わたしも彼に「お誕生日おめでとう」と言いながらチケットを渡す。受け取った彼は、口を開いたけれど、そのまま固まる。

たぶん、わたしにも誕生日のお祝いを言ってくれようとして、声が出ないので困ってしまったのだろう。

すると彼は、お祝いの言葉の代わりなのか、わたしの頭をぽんぽんと撫でた。

意表を突かれて目を丸くするわたしを、目を細めて見つめてから、彼はにこりと頷いてシアターのほうへと歩き出した。

天音はいつもごく自然にわたしの頭を撫でる。もしかしたら、弟か妹がいるのかな、と思った。

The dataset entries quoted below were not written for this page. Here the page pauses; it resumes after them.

// Shared models for the quiniela services
use chrono::{DateTime, Utc};
use serde::{Deserialize, Deserializer, Serialize};
use std::fmt;

// ============================================================================
// Outcome & Match Status Enums
// ============================================================================

/// A 1/X/2 call: home win, draw or away win.
///
/// Serialized with the legacy wire symbols (`"1"`, `"X"`, `"2"`), which are
/// also the values stored in the `pick`, `result` and `actual_result`
/// columns.
#[derive(Debug, Clone, Copy, PartialEq, Eq, Hash, Serialize, Deserialize, sqlx::Type)]
pub enum Outcome {
    #[serde(rename = "1")]
    #[sqlx(rename = "1")]
    Home,
    #[serde(rename = "X")]
    #[sqlx(rename = "X")]
    Draw,
    #[serde(rename = "2")]
    #[sqlx(rename = "2")]
    Away,
}

impl Outcome {
    pub fn as_str(&self) -> &'static str {
        match self {
            Outcome::Home => "1",
            Outcome::Draw => "X",
            Outcome::Away => "2",
        }
    }

    /// Parse a wire symbol. Accepts a lowercase `x` as a draw.
    pub fn parse(symbol: &str) -> Option<Self> {
        match symbol.trim() {
            "1" => Some(Outcome::Home),
            "X" | "x" => Some(Outcome::Draw),
            "2" => Some(Outcome::Away),
            _ => None,
        }
    }
}

impl fmt::Display for Outcome {
    fn fmt(&self, f: &mut fmt::Formatter<'_>) -> fmt::Result {
        f.write_str(self.as_str())
    }
}

/// Fixture lifecycle as written by the results-ingestion process.
#[derive(Debug, Clone, Copy, PartialEq, Eq, Serialize, Deserialize, sqlx::Type)]
#[serde(rename_all = "SCREAMING_SNAKE_CASE")]
#[sqlx(rename_all = "SCREAMING_SNAKE_CASE")]
pub enum MatchStatus {
    Scheduled,
    Timed,
    InPlay,
    Paused,
    Finished,
}

impl MatchStatus {
    pub fn is_finished(&self) -> bool {
        matches!(self, MatchStatus::Finished)
    }
}

// ============================================================================
// Match Rows & Presentation Records
// ============================================================================

/// One fixture as stored in the `matches` table.
///
/// Goals, result and odds are nullable: results arrive as matches finish and
/// odds ingestion is best-effort.
#[derive(Debug, Clone, PartialEq, Serialize, Deserialize, sqlx::FromRow)]
pub struct MatchRow {
    pub match_id: i64,
    pub season: String,
    pub matchday: i32,
    pub kickoff: DateTime<Utc>,
    pub home_team_id: i64,
    pub home_team: String,
    pub away_team_id: i64,
    pub away_team: String,
    pub status: MatchStatus,
    pub home_goals: Option<i32>,
    pub away_goals: Option<i32>,
    pub result: Option<Outcome>,
    pub odds_home: Option<f64>,
    pub odds_draw: Option<f64>,
    pub odds_away: Option<f64>,
}

impl MatchRow {
    /// Formatted score, or `None` while the match has not been played.
    pub fn score_string(&self) -> Option<String> {
        match (self.home_goals, self.away_goals) {
            (Some(h), Some(a)) => Some(format!("{} - {}", h, a)),
            _ => None,
        }
    }
}

#[derive(Debug, Clone, PartialEq, Serialize)]
pub struct TeamRef {
    pub id: i64,
    pub name: String,
}

/// Decimal odds shown to the player and snapshotted on submission.
#[derive(Debug, Clone, Copy, PartialEq, Serialize)]
pub struct MatchOdds {
    pub home: f64,
    pub draw: f64,
    pub away: f64,
}

impl MatchOdds {
    /// Fallbacks for missing or invalid ingested odds; display must never
    /// block on the odds feed.
    pub const FALLBACK: MatchOdds = MatchOdds {
        home: 2.0,
        draw: 3.25,
        away: 3.5,
    };
}

/// Frontend-friendly view of one fixture.
#[derive(Debug, Clone, PartialEq, Serialize)]
#[serde(rename_all = "camelCase")]
pub struct MatchInfo {
    pub id: i64,
    pub matchday: i32,
    /// Full round label, e.g. `"Regular season - 17"`.
    pub jornada: String,
    pub kickoff: DateTime<Utc>,
    pub home_team: TeamRef,
    pub away_team: TeamRef,
    pub status: MatchStatus,
    pub score: Option<String>,
    pub result: Option<Outcome>,
    pub odds: MatchOdds,
}

// ============================================================================
// Prediction Rows
// ============================================================================

/// A prediction entry ready to be persisted. The username must already be
/// normalized (see `utils::ident::normalize_username`).
#[derive(Debug, Clone, PartialEq)]
pub struct NewPrediction {
    pub username: String,
    pub matchday: i32,
    pub match_id: i64,
    pub home_team: String,
    pub away_team: String,
    pub pick: Outcome,
    pub odds: f64,
}

/// A live prediction entry as stored in the `predictions` table.
#[derive(Debug, Clone, PartialEq, Serialize, Deserialize, sqlx::FromRow)]
pub struct PredictionRow {
    pub id: i64,
    pub username: String,
    pub matchday: i32,
    pub match_id: i64,
    pub home_team: String,
    pub away_team: String,
    pub pick: Outcome,
    pub odds: f64,
    pub created_at: DateTime<Utc>,
}

// ============================================================================
// History Rows
// ============================================================================

/// An archived prediction with its outcome attached, ready for insertion.
///
/// `correct` and `points_earned` stay `None` while the actual result is
/// unknown. `created_at` carries the original submission timestamp.
#[derive(Debug, Clone, PartialEq)]
pub struct HistoryInsert {
    pub username: String,
    pub matchday: i32,
    pub match_id: i64,
    pub home_team: String,
    pub away_team: String,
    pub pick: Outcome,
    pub odds: f64,
    pub actual_result: Option<Outcome>,
    pub correct: Option<bool>,
    pub points_earned: Option<f64>,
    pub created_at: DateTime<Utc>,
}

/// An archived prediction as stored in the `predictions_history` table.
#[derive(Debug, Clone, PartialEq, Serialize, Deserialize, sqlx::FromRow)]
pub struct HistoryRow {
    pub id: i64,
    pub username: String,
    pub matchday: i32,
    pub match_id: i64,
    pub home_team: String,
    pub away_team: String,
    pub pick: Outcome,
    pub odds: f64,
    pub actual_result: Option<Outcome>,
    pub correct: Option<bool>,
    pub points_earned: Option<f64>,
    pub created_at: DateTime<Utc>,
    pub archived_at: DateTime<Utc>,
}

// ============================================================================
// Standings
// ============================================================================

/// One leaderboard row, recomputed from history on every read.
#[derive(Debug, Clone, PartialEq, Serialize)]
#[serde(rename_all = "camelCase")]
pub struct StandingsRow {
    pub rank: u32,
    pub username: String,
    pub points: f64,
    pub correct_predictions: u32,
    pub matchdays_played: u32,
}

/// One league-table row, maintained by an external process and read-only
/// here.
#[derive(Debug, Clone, PartialEq, Serialize, Deserialize, sqlx::FromRow)]
pub struct LeagueRow {
    pub position: i32,
    pub team_id: i64,
    pub team_name: String,
    pub played: i32,
    pub won: i32,
    pub drawn: i32,
    pub lost: i32,
    pub goals_for: i32,
    pub goals_against: i32,
    pub goal_difference: i32,
    pub points: i32,
}

// ============================================================================
// Submission Wire Format
// ============================================================================

/// One entry of the submission request body, with the legacy field names the
/// frontend sends. Numeric fields arrive as strings or numbers depending on
/// the client, so they are deserialized leniently and validated by the
/// submission guard.
#[derive(Debug, Clone, Deserialize)]
pub struct SubmittedBet {
    #[serde(rename = "jugador")]
    pub player: String,
    #[serde(rename = "jornada", deserialize_with = "string_or_number")]
    pub matchday: String,
    #[serde(rename = "idpartido", deserialize_with = "string_or_number")]
    pub match_id: String,
    #[serde(rename = "equipo_Local")]
    pub home_team: String,
    #[serde(rename = "equipo_Visitante")]
    pub away_team: String,
    #[serde(rename = "pronostico", default)]
    pub pick: Option<String>,
    #[serde(rename = "cuota", deserialize_with = "string_or_number")]
    pub odds: String,
}

/// Accept a JSON string or number and keep it as a string for validation.
pub fn string_or_number<'de, D>(deserializer: D) -> Result<String, D::Error>
where
    D: Deserializer<'de>,
{
    #[derive(Deserialize)]
    #[serde(untagged)]
    enum Raw {
        Text(String),
        Int(i64),
        Float(f64),
    }

    Ok(match Raw::deserialize(deserializer)? {
        Raw::Text(s) => s,
        Raw::Int(n) => n.to_string(),
        Raw::Float(f) => f.to_string(),
    })
}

映画は評判通り面白くて、天音も楽しそうに観ていたのでほっとする。

映画館を出て、近くのベンチに座って感想を話し合った。

「面白かったね」

『うん。面白かったし感動するところもあったし、観てよかった』

「そうそう、最後のほう感動したねえ。わたし特に、兄弟の仲直りのところうるうるきちゃったな。兄弟っていいなーって」

わたしの言葉に、天音はなぜか一瞬動きを止めてから、にこっと笑った。

今の間はなんだろう、と少し引っかかったものの、次の瞬間にはいつもの彼に戻っていたので、気にせず話を続ける。